# Final Report Notebook

## Team Members:

#### Alejandro Alemany, Benjamin Zaretzky, Sara Manrriquez

# Table of Contents

* [Project Description](#Project_Description)
* [Preparing Data](#Preparing_Data)
* [Visualizations](#Visualizations)
* [Technical Challenges](#Technical_Challenges)
* [Weekly Progress](#Week_Progress)
    - [Weekly #1](#Week_1)
    - [Weekly #2](#Week_2)
    - [Weekly #3](#Week_3)
    - [Weekly #4](#Week_4)
* [Summary of Model Architectures](#Summary_of_Model_Architectures)
    - [VGG Architecture](#VGG_Architecture)
    - [ResNet50 Architecture](#ResNet50_Architecture)
    - [Xception Architecture](#Xception_Architecture)
* [Summary of final results](#Summary_of_final_results)
    - [Classification Report](#CR)
    - [Confussion Matrix](#Confussion_Matrix)
    - [Top K Accuracy score](#Top_K_Accuracy_score)
    

<a id="Project_Description"></a>
# Project Description:

Artificial intelligence has been increasingly implicated in any scope of the life of human beings. Technologies adapt to human needs, and artificial intelligence makes this adaptation possible between technology and human beings. 

There are AI techniques very present in algorithms for the recognition of human expressions. When human beings try to communicate with other people, a very high percentage is represented by communication, not verbal. Many studies show that facial expressions have a link with human emotions. The capacity of human beings to detect and identify these emotions makes it possible for us to understand each other. The main objective of this part of artificial intelligence is to use learning techniques so that the machine can identify these emotions.

Facial expression recognition is a part of intelligence whose main objective is to recognize primary affective expression forms on people's faces. But can we offer Machine learning and Deep learning techniques to identify these efficient enough facial expressions? 

In this project, we will apply the mechanisms these technologies offer us to recognize feelings or emotions in people. We will first process and obtain the information we want from a database to do this. This database is a series of pixels from images of people showing different feelings. 

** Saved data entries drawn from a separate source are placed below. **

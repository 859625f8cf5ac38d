use serde::{Deserialize, Deserializer, Serialize};

use bookdepot_core::BookId;

/// Catalog record for a single title.
///
/// `inventory` is a signed count: reserve-type order lines are allowed to
/// drive it below zero (back-orders), so it is not a `u64`.
#[derive(Debug, Clone, PartialEq, Eq, Serialize, Deserialize)]
pub struct Book {
    pub id: BookId,
    pub title: String,
    pub author: String,
    pub isbn: String,
    pub category: String,
    pub inventory: i64,
    pub notes: Option<String>,
}

impl Book {
    /// Case-sensitive literal substring match against the searchable fields.
    /// Any single field matching qualifies the book.
    pub fn matches(&self, needle: &str) -> bool {
        self.title.contains(needle)
            || self.author.contains(needle)
            || self.category.contains(needle)
            || self.isbn.contains(needle)
    }
}

/// Parameters for adding a new catalog entry.
///
/// `id` and `inventory` are store-assigned and deliberately absent here.
#[derive(Debug, Clone, PartialEq, Eq, Serialize, Deserialize)]
pub struct AddBookParams {
    pub title: String,
    pub author: String,
    pub isbn: String,
    pub category: String,
    #[serde(default)]
    pub notes: Option<String>,
}

/// Parameters for updating the textual fields of an existing entry.
///
/// Omitted fields retain their prior value. `notes` is the one field that
/// can be explicitly cleared, so it is tri-state: key absent retains, key
/// present with `null` clears, key present with a string sets.
#[derive(Debug, Clone, PartialEq, Eq, Serialize, Deserialize)]
pub struct UpdateBookParams {
    pub id: BookId,
    #[serde(default)]
    pub title: Option<String>,
    #[serde(default)]
    pub author: Option<String>,
    #[serde(default)]
    pub isbn: Option<String>,
    #[serde(default)]
    pub category: Option<String>,
    #[serde(default, deserialize_with = "some_if_present")]
    pub notes: Option<Option<String>>,
}

/// Maps a present JSON key (whether `null` or a value) to `Some(..)`,
/// leaving the serde `default` of `None` to mean "key absent".
fn some_if_present<'de, D>(deserializer: D) -> Result<Option<Option<String>>, D::Error>
where
    D: Deserializer<'de>,
{
    Option::<String>::deserialize(deserializer).map(Some)
}

/// A direct stock correction: either a relative increment or an absolute set.
#[derive(Debug, Clone, PartialEq, Eq, Serialize, Deserialize)]
#[serde(rename_all = "camelCase")]
pub struct StockAdjustment {
    pub book_id: BookId,
    #[serde(default)]
    pub increment: Option<i64>,
    #[serde(default)]
    pub set: Option<i64>,
}
//! Row-level diff between two entry lists.
//!
//! Items are matched by id along a longest common subsequence, so a row that
//! merely shifted because something was inserted above it is not reported.
//! Ids that fall outside the subsequence but exist on both sides become moves.
//! Matched rows (including moved ones) are reported as changed when their
//! content differs or their selected state flipped.

use crate::list::entry::SelectableEntry;
use std::collections::{BTreeSet, HashMap, VecDeque};

/// A row that kept its identity but changed position
#[derive(Debug, Clone, Copy, PartialEq, Eq)]
pub struct Move {
    pub from: usize,
    pub to: usize,
}

/// Minimal description of what a renderer must redraw.
///
/// `removed` and `moved.from` index the old list; `inserted`, `changed` and
/// `moved.to` index the new list. All vectors are sorted.
#[derive(Debug, Clone, Default, PartialEq, Eq)]
pub struct ListDiff {
    pub removed: Vec<usize>,
    pub inserted: Vec<usize>,
    pub moved: Vec<Move>,
    pub changed: Vec<usize>,
    pub old_selected: Option<usize>,
    pub new_selected: Option<usize>,
}

impl ListDiff {
    /// True when nothing needs redrawing
    pub fn is_empty(&self) -> bool {
        self.removed.is_empty()
            && self.inserted.is_empty()
            && self.moved.is_empty()
            && self.changed.is_empty()
    }

    /// New-list rows that must be drawn again
    pub fn dirty_rows(&self) -> BTreeSet<usize> {
        self.inserted
            .iter()
            .copied()
            .chain(self.changed.iter().copied())
            .chain(self.moved.iter().map(|m| m.to))
            .collect()
    }

    /// `(old, new)` index pairs of rows that kept their relative order.
    ///
    /// Together with `moved` this is every row present on both sides; a
    /// renderer can carry those rows over and rebuild only `dirty_rows`.
    pub fn retained_pairs(&self, old_len: usize, new_len: usize) -> Vec<(usize, usize)> {
        let gone: BTreeSet<usize> = self
            .removed
            .iter()
            .copied()
            .chain(self.moved.iter().map(|m| m.from))
            .collect();
        let arrived: BTreeSet<usize> = self
            .inserted
            .iter()
            .copied()
            .chain(self.moved.iter().map(|m| m.to))
            .collect();

        let old_kept = (0..old_len).filter(|i| !gone.contains(i));
        let new_kept = (0..new_len).filter(|j| !arrived.contains(j));
        old_kept.zip(new_kept).collect()
    }
}

/// Diff `old` against `new`, given the selected index on each side.
pub fn diff_lists(
    old: &[SelectableEntry],
    old_selected: Option<usize>,
    new: &[SelectableEntry],
    new_selected: Option<usize>,
) -> ListDiff {
    let matched = common_subsequence(old, new);

    let mut old_matched = vec![false; old.len()];
    let mut new_matched = vec![false; new.len()];
    for &(i, j) in &matched {
        old_matched[i] = true;
        new_matched[j] = true;
    }

    // Unmatched old rows, grouped by id, in order
    let mut leftovers: HashMap<Option<&str>, VecDeque<usize>> = HashMap::new();
    for (i, entry) in old.iter().enumerate() {
        if !old_matched[i] {
            leftovers.entry(entry.id.as_deref()).or_default().push_back(i);
        }
    }

    let mut diff = ListDiff {
        old_selected,
        new_selected,
        ..ListDiff::default()
    };

    let mut pairs = matched;
    for (j, entry) in new.iter().enumerate() {
        if new_matched[j] {
            continue;
        }
        let from = leftovers
            .get_mut(&entry.id.as_deref())
            .and_then(VecDeque::pop_front);
        match from {
            Some(from) => {
                diff.moved.push(Move { from, to: j });
                pairs.push((from, j));
            }
            None => diff.inserted.push(j),
        }
    }

    diff.removed = leftovers.into_values().flatten().collect();
    diff.removed.sort_unstable();

    for (i, j) in pairs {
        let was_selected = old_selected == Some(i);
        let is_selected = new_selected == Some(j);
        if old[i] != new[j] || was_selected != is_selected {
            diff.changed.push(j);
        }
    }
    diff.changed.sort_unstable();

    diff
}

/// Index pairs of a longest common subsequence of ids, in increasing order.
fn common_subsequence(old: &[SelectableEntry], new: &[SelectableEntry]) -> Vec<(usize, usize)> {
    let (n, m) = (old.len(), new.len());
    let width = m + 1;
    // lengths[i * width + j] = LCS length of old[i..] and new[j..]
    let mut lengths = vec![0u32; (n + 1) * width];

    for i in (0..n).rev() {
        for j in (0..m).rev() {
            lengths[i * width + j] = if old[i].same_item(&new[j]) {
                lengths[(i + 1) * width + j + 1] + 1
            } else {
                lengths[(i + 1) * width + j].max(lengths[i * width + j + 1])
            };
        }
    }

    let mut pairs = Vec::with_capacity(lengths[0] as usize);
    let (mut i, mut j) = (0, 0);
    while i < n && j < m {
        if old[i].same_item(&new[j]) {
            pairs.push((i, j));
            i += 1;
            j += 1;
        } else if lengths[(i + 1) * width + j] >= lengths[i * width + j + 1] {
            i += 1;
        } else {
            j += 1;
        }
    }
    pairs
}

#### Before moving forward in the project, we will explore and get familiar with the dataset.

In [None]:
%%capture

!pip install --upgrade scikit-learn

In [None]:
# Loading libraries needed in the project

%config Completer.use_jedi = False
import os
os.environ["KMP_SETTINGS"] = "false"

import numpy as np
import pandas as pd
import matplotlib.pyplot as plt
import pickle
import scikitplot

from sklearn.model_selection import train_test_split 
from tensorflow.keras.models import load_model
from sklearn.metrics import classification_report

import tensorflow as tf
from tensorflow.keras.applications import Xception
from tensorflow.keras.models import Sequential
from tensorflow.keras.layers import *
from tensorflow import keras
from tensorflow.keras import layers
from tensorflow.keras.preprocessing.image import ImageDataGenerator
from sklearn.metrics import top_k_accuracy_score

<a id="Preparing_Data"></a>
# Preparing Data

This project provides a training set and a test set. We will be using both sets in this notebook for demonstration purposes. 

In [None]:
# Load the training data
train = pd.read_csv('../input/challenges-in-representation-learning-facial-expression-recognition-challenge/train.csv')

In [None]:
# View the first few rows of the data set
train.head()

After exploring the dataset, we found the first challenge. We do not have pictures to train our model. Instead, we have the pixels from each image. We need to convert those pixels to a format to visualize and prepare our algorithms. 

In [None]:
# Convert the pixels values from a string to a numpy array
train['pixels'] = [np.fromstring(x, dtype=int, sep=' ').reshape(-1,48,48,1) for x in train['pixels']]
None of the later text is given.